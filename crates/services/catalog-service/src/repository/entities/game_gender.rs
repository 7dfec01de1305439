//! Game/genre join table entity.

use sea_orm::entity::prelude::*;

use domain::GameGenre;

#[derive(Clone, Debug, PartialEq, Eq, DeriveEntityModel)]
#[sea_orm(table_name = "game_genders")]
pub struct Model {
    #[sea_orm(primary_key, auto_increment = false)]
    pub game_id: i32,
    #[sea_orm(primary_key, auto_increment = false)]
    pub gender_id: i32,
}

#[derive(Copy, Clone, Debug, EnumIter, DeriveRelation)]
pub enum Relation {
    #[sea_orm(
        belongs_to = "super::game::Entity",
        from = "Column::GameId",
        to = "super::game::Column::Id"
    )]
    Game,
    #[sea_orm(
        belongs_to = "super::gender::Entity",
        from = "Column::GenderId",
        to = "super::gender::Column::Id"
    )]
    Gender,
}

impl Related<super::game::Entity> for Entity {
    fn to() -> RelationDef {
        Relation::Game.def()
    }
}

impl Related<super::gender::Entity> for Entity {
    fn to() -> RelationDef {
        Relation::Gender.def()
    }
}

impl ActiveModelBehavior for ActiveModel {}

impl From<Model> for GameGenre {
    fn from(model: Model) -> Self {
        GameGenre {
            game_id: model.game_id,
            gender_id: model.gender_id,
        }
    }
}
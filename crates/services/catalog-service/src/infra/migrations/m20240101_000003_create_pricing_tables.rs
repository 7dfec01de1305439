//! Migration: Create stores and comparatives tables.

use domain::{LONG_TEXT_MAX_LENGTH, OFFER_ID_MAX_LENGTH, PRICE_PRECISION, PRICE_SCALE};
use sea_orm_migration::prelude::*;

#[derive(DeriveMigrationName)]
pub struct Migration;

#[async_trait::async_trait]
impl MigrationTrait for Migration {
    async fn up(&self, manager: &SchemaManager) -> Result<(), DbErr> {
        manager
            .create_table(
                Table::create()
                    .table(Stores::Table)
                    .if_not_exists()
                    .col(
                        ColumnDef::new(Stores::Id)
                            .integer()
                            .not_null()
                            .auto_increment()
                            .primary_key(),
                    )
                    .col(ColumnDef::new(Stores::Url).string_len(LONG_TEXT_MAX_LENGTH).not_null())
                    .col(ColumnDef::new(Stores::HomePage).string_len(LONG_TEXT_MAX_LENGTH).null())
                    .to_owned(),
            )
            .await?;

        manager
            .create_table(
                Table::create()
                    .table(Comparatives::Table)
                    .if_not_exists()
                    .col(
                        ColumnDef::new(Comparatives::Id)
                            .integer()
                            .not_null()
                            .auto_increment()
                            .primary_key(),
                    )
                    .col(ColumnDef::new(Comparatives::CharacteristicId).integer().not_null())
                    .col(
                        ColumnDef::new(Comparatives::OfferId)
                            .string_len(OFFER_ID_MAX_LENGTH)
                            .null(),
                    )
                    .col(ColumnDef::new(Comparatives::StoresId).integer().not_null())
                    .col(
                        ColumnDef::new(Comparatives::Price)
                            .decimal_len(PRICE_PRECISION, PRICE_SCALE)
                            .not_null(),
                    )
                    .col(
                        ColumnDef::new(Comparatives::PriceDate)
                            .timestamp_with_time_zone()
                            .not_null()
                            .default(Expr::current_timestamp()),
                    )
                    .foreign_key(
                        ForeignKey::create()
                            .name("fk_comparatives_characteristic_id")
                            .from(Comparatives::Table, Comparatives::CharacteristicId)
                            .to(GameCharacteristics::Table, GameCharacteristics::Id)
                            .on_delete(ForeignKeyAction::Restrict),
                    )
                    .foreign_key(
                        ForeignKey::create()
                            .name("fk_comparatives_stores_id")
                            .from(Comparatives::Table, Comparatives::StoresId)
                            .to(Stores::Table, Stores::Id)
                            .on_delete(ForeignKeyAction::Restrict),
                    )
                    .to_owned(),
            )
            .await?;

        // Price history is read per characteristic, newest last
        manager
            .create_index(
                Index::create()
                    .name("idx_comparatives_characteristic_price_date")
                    .table(Comparatives::Table)
                    .col(Comparatives::CharacteristicId)
                    .col(Comparatives::PriceDate)
                    .to_owned(),
            )
            .await
    }

    async fn down(&self, manager: &SchemaManager) -> Result<(), DbErr> {
        manager
            .drop_table(Table::drop().table(Comparatives::Table).to_owned())
            .await?;

        manager
            .drop_table(Table::drop().table(Stores::Table).to_owned())
            .await
    }
}

#[derive(DeriveIden)]
enum Stores {
    Table,
    Id,
    Url,
    HomePage,
}

#[derive(DeriveIden)]
enum Comparatives {
    Table,
    Id,
    CharacteristicId,
    OfferId,
    StoresId,
    Price,
    PriceDate,
}

#[derive(DeriveIden)]
enum GameCharacteristics {
    Table,
    Id,
}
------
## Problem requirements
Write the material out once more, exactly as it reads.

## Written response
filename crates/services/catalog-service/src/repository/entities/game_gender.rs
repository 7dfec01de1305439
//! Game/genre join table entity.

use sea_orm::entity::prelude::*;

use domain::GameGenre;

#[derive(Clone, Debug, PartialEq, Eq, DeriveEntityModel)]
#[sea_orm(table_name = "game_genders")]
pub struct Model {
    #[sea_orm(primary_key, auto_increment = false)]
    pub game_id: i32,
    #[sea_orm(primary_key, auto_increment = false)]
    pub gender_id: i32,
}

#[derive(Copy, Clone, Debug, EnumIter, DeriveRelation)]
pub enum Relation {
    #[sea_orm(
        belongs_to = "super::game::Entity",
        from = "Column::GameId",
        to = "super::game::Column::Id"
    )]
    Game,
    #[sea_orm(
        belongs_to = "super::gender::Entity",
        from = "Column::GenderId",
        to = "super::gender::Column::Id"
    )]
    Gender,
}

impl Related<super::game::Entity> for Entity {
    fn to() -> RelationDef {
        Relation::Game.def()
    }
}

impl Related<super::gender::Entity> for Entity {
    fn to() -> RelationDef {
        Relation::Gender.def()
    }
}

impl ActiveModelBehavior for ActiveModel {}

impl From<Model> for GameGenre {
    fn from(model: Model) -> Self {
        GameGenre {
            game_id: model.game_id,
            gender_id: model.gender_id,
        }
    }
}
filename crates/services/catalog-service/src/infra/migrations/m20240101_000003_create_pricing_tables.rs
repository 7dfec01de1305439
//! Migration: Create stores and comparatives tables.

use domain::{LONG_TEXT_MAX_LENGTH, OFFER_ID_MAX_LENGTH, PRICE_PRECISION, PRICE_SCALE};
use sea_orm_migration::prelude::*;

#[derive(DeriveMigrationName)]
pub struct Migration;

#[async_trait::async_trait]
impl MigrationTrait for Migration {
    async fn up(&self, manager: &SchemaManager) -> Result<(), DbErr> {
        manager
            .create_table(
                Table::create()
                    .table(Stores::Table)
                    .if_not_exists()
                    .col(
                        ColumnDef::new(Stores::Id)
                            .integer()
                            .not_null()
                            .auto_increment()
                            .primary_key(),
                    )
                    .col(ColumnDef::new(Stores::Url).string_len(LONG_TEXT_MAX_LENGTH).not_null())
                    .col(ColumnDef::new(Stores::HomePage).string_len(LONG_TEXT_MAX_LENGTH).null())
                    .to_owned(),
            )
            .await?;

        manager
            .create_table(
                Table::create()
                    .table(Comparatives::Table)
                    .if_not_exists()
                    .col(
                        ColumnDef::new(Comparatives::Id)
                            .integer()
                            .not_null()
                            .auto_increment()
                            .primary_key(),
                    )
                    .col(ColumnDef::new(Comparatives::CharacteristicId).integer().not_null())
                    .col(
                        ColumnDef::new(Comparatives::OfferId)
                            .string_len(OFFER_ID_MAX_LENGTH)
                            .null(),
                    )
                    .col(ColumnDef::new(Comparatives::StoresId).integer().not_null())
                    .col(
                        ColumnDef::new(Comparatives::Price)
                            .decimal_len(PRICE_PRECISION, PRICE_SCALE)
                            .not_null(),
                    )
                    .col(
                        ColumnDef::new(Comparatives::PriceDate)
                            .timestamp_with_time_zone()
                            .not_null()
                            .default(Expr::current_timestamp()),
                    )
                    .foreign_key(
                        ForeignKey::create()
                            .name("fk_comparatives_characteristic_id")
                            .from(Comparatives::Table, Comparatives::CharacteristicId)
                            .to(GameCharacteristics::Table, GameCharacteristics::Id)
                            .on_delete(ForeignKeyAction::Restrict),
                    )
                    .foreign_key(
                        ForeignKey::create()
                            .name("fk_comparatives_stores_id")
                            .from(Comparatives::Table, Comparatives::StoresId)
                            .to(Stores::Table, Stores::Id)
                            .on_delete(ForeignKeyAction::Restrict),
                    )
                    .to_owned(),
            )
            .await?;

        // Price history is read per characteristic, newest last
        manager
            .create_index(
                Index::create()
                    .name("idx_comparatives_characteristic_price_date")
                    .table(Comparatives::Table)
                    .col(Comparatives::CharacteristicId)
                    .col(Comparatives::PriceDate)
                    .to_owned(),
            )
            .await
    }

    async fn down(&self, manager: &SchemaManager) -> Result<(), DbErr> {
        manager
            .drop_table(Table::drop().table(Comparatives::Table).to_owned())
            .await?;

        manager
            .drop_table(Table::drop().table(Stores::Table).to_owned())
            .await
    }
}

#[derive(DeriveIden)]
enum Stores {
    Table,
    Id,
    Url,
    HomePage,
}

#[derive(DeriveIden)]
enum Comparatives {
    Table,
    Id,
    CharacteristicId,
    OfferId,
    StoresId,
    Price,
    PriceDate,
}

#[derive(DeriveIden)]
enum GameCharacteristics {
    Table,
    Id,
}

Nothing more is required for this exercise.